ASSIGNED TASK: All lines up to and including the one that contains "use std::fmt;" are to be transcribed exactly, starting from the first line of the records.

DATA RECORDS:
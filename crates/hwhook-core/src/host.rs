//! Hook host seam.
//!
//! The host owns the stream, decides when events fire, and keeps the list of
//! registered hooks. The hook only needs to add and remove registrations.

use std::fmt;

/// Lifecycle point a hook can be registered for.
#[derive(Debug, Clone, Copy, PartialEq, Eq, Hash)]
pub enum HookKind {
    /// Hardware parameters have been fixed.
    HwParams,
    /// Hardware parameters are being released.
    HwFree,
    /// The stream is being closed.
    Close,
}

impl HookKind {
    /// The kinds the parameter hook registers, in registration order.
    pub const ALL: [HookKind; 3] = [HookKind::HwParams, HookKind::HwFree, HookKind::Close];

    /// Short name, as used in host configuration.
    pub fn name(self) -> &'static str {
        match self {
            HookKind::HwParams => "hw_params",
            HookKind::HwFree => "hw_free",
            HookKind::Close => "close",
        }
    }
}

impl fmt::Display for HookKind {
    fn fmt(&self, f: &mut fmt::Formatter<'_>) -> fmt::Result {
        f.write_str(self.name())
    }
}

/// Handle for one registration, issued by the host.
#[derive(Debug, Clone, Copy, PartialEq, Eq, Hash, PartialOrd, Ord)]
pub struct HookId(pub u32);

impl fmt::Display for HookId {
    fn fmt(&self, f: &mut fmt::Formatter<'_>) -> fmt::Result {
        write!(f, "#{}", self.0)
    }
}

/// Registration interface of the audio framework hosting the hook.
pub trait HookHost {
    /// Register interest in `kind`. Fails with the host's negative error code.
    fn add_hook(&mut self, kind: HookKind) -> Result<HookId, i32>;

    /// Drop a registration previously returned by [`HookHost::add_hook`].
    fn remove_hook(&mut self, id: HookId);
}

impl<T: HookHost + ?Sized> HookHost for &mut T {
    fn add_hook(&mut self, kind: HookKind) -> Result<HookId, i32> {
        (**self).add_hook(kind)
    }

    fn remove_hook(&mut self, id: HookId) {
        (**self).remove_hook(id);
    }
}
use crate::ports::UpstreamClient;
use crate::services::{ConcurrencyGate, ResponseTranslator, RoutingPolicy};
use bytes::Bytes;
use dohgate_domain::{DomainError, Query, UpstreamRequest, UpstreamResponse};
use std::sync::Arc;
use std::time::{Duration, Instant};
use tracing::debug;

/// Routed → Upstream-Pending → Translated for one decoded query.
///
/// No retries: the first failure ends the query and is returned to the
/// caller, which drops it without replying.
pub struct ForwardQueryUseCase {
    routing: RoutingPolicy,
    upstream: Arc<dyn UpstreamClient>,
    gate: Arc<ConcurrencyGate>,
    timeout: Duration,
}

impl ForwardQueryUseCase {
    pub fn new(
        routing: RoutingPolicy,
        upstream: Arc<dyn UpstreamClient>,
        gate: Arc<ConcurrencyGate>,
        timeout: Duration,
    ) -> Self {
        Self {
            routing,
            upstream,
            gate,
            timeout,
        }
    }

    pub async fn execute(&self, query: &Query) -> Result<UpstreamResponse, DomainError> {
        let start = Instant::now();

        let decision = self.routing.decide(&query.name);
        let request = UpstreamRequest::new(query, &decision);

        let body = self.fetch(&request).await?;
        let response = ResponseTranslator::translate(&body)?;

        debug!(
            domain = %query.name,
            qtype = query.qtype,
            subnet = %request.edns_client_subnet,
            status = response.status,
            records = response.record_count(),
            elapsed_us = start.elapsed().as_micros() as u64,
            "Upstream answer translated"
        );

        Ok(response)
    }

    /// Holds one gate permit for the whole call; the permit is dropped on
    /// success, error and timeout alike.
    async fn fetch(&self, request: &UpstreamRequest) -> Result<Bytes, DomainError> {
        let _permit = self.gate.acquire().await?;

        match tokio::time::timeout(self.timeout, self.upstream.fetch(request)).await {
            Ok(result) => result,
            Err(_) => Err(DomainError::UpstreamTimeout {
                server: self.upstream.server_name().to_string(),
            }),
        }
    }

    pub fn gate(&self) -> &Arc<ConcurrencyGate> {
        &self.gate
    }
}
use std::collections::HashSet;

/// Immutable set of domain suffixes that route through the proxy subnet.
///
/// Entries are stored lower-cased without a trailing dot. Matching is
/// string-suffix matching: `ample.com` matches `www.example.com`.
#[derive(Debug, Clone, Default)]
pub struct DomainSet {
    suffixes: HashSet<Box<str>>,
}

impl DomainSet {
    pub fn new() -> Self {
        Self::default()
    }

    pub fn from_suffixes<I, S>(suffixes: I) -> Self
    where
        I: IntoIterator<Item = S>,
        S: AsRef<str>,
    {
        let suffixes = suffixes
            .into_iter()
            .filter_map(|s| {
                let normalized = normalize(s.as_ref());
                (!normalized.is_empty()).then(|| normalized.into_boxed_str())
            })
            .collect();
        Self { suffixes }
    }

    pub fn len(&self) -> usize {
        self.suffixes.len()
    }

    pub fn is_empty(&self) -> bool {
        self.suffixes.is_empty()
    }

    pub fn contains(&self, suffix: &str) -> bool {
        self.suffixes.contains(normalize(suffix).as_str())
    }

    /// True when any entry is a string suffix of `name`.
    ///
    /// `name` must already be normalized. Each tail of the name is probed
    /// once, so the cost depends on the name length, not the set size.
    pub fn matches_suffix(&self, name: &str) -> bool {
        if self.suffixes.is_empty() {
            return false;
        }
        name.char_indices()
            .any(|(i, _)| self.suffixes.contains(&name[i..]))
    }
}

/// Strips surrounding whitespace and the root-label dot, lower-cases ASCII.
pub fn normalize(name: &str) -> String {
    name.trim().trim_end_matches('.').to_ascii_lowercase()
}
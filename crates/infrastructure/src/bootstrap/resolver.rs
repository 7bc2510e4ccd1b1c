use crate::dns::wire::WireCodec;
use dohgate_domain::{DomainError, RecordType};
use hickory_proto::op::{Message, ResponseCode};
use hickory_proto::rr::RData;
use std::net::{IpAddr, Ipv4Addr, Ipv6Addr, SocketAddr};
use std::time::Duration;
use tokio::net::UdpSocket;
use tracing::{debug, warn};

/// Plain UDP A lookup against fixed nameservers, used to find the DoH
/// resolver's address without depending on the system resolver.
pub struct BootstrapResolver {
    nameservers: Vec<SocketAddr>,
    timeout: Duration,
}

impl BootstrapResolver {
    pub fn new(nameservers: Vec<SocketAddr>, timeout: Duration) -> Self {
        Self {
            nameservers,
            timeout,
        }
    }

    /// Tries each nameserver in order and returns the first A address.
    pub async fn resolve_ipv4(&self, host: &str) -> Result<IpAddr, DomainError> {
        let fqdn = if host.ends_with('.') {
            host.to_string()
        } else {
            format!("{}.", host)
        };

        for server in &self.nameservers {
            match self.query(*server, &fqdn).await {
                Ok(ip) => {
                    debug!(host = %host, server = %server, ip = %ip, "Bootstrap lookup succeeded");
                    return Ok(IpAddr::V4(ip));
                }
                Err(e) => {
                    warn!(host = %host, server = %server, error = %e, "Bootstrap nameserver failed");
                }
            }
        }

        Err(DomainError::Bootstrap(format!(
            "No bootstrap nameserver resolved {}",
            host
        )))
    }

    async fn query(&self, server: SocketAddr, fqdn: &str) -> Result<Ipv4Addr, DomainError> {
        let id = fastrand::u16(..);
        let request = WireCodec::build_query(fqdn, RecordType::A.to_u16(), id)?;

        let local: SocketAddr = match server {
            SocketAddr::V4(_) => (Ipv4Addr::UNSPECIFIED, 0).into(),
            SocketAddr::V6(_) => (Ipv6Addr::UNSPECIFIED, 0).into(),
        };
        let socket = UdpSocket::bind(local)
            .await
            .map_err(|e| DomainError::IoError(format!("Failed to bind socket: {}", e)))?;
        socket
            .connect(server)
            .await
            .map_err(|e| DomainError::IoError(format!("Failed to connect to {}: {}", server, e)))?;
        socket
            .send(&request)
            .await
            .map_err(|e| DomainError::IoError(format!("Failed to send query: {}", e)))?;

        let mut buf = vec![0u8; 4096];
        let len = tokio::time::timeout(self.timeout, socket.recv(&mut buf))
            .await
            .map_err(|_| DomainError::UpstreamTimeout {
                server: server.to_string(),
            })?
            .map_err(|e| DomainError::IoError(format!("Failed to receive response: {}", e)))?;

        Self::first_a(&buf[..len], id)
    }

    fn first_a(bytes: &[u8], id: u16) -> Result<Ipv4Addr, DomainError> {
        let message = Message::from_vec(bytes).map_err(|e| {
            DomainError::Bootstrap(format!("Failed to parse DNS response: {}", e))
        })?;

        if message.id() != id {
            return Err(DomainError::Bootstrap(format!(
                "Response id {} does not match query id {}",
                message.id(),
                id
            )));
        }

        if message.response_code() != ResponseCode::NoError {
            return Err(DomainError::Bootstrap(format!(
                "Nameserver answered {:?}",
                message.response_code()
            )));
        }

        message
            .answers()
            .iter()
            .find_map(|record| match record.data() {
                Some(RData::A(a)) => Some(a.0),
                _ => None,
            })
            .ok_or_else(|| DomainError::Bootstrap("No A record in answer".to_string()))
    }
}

SOLUTION:
filename crates/hwhook-core/src/host.rs
//! Hook host seam.
//!
//! The host owns the stream, decides when events fire, and keeps the list of
//! registered hooks. The hook only needs to add and remove registrations.

use std::fmt;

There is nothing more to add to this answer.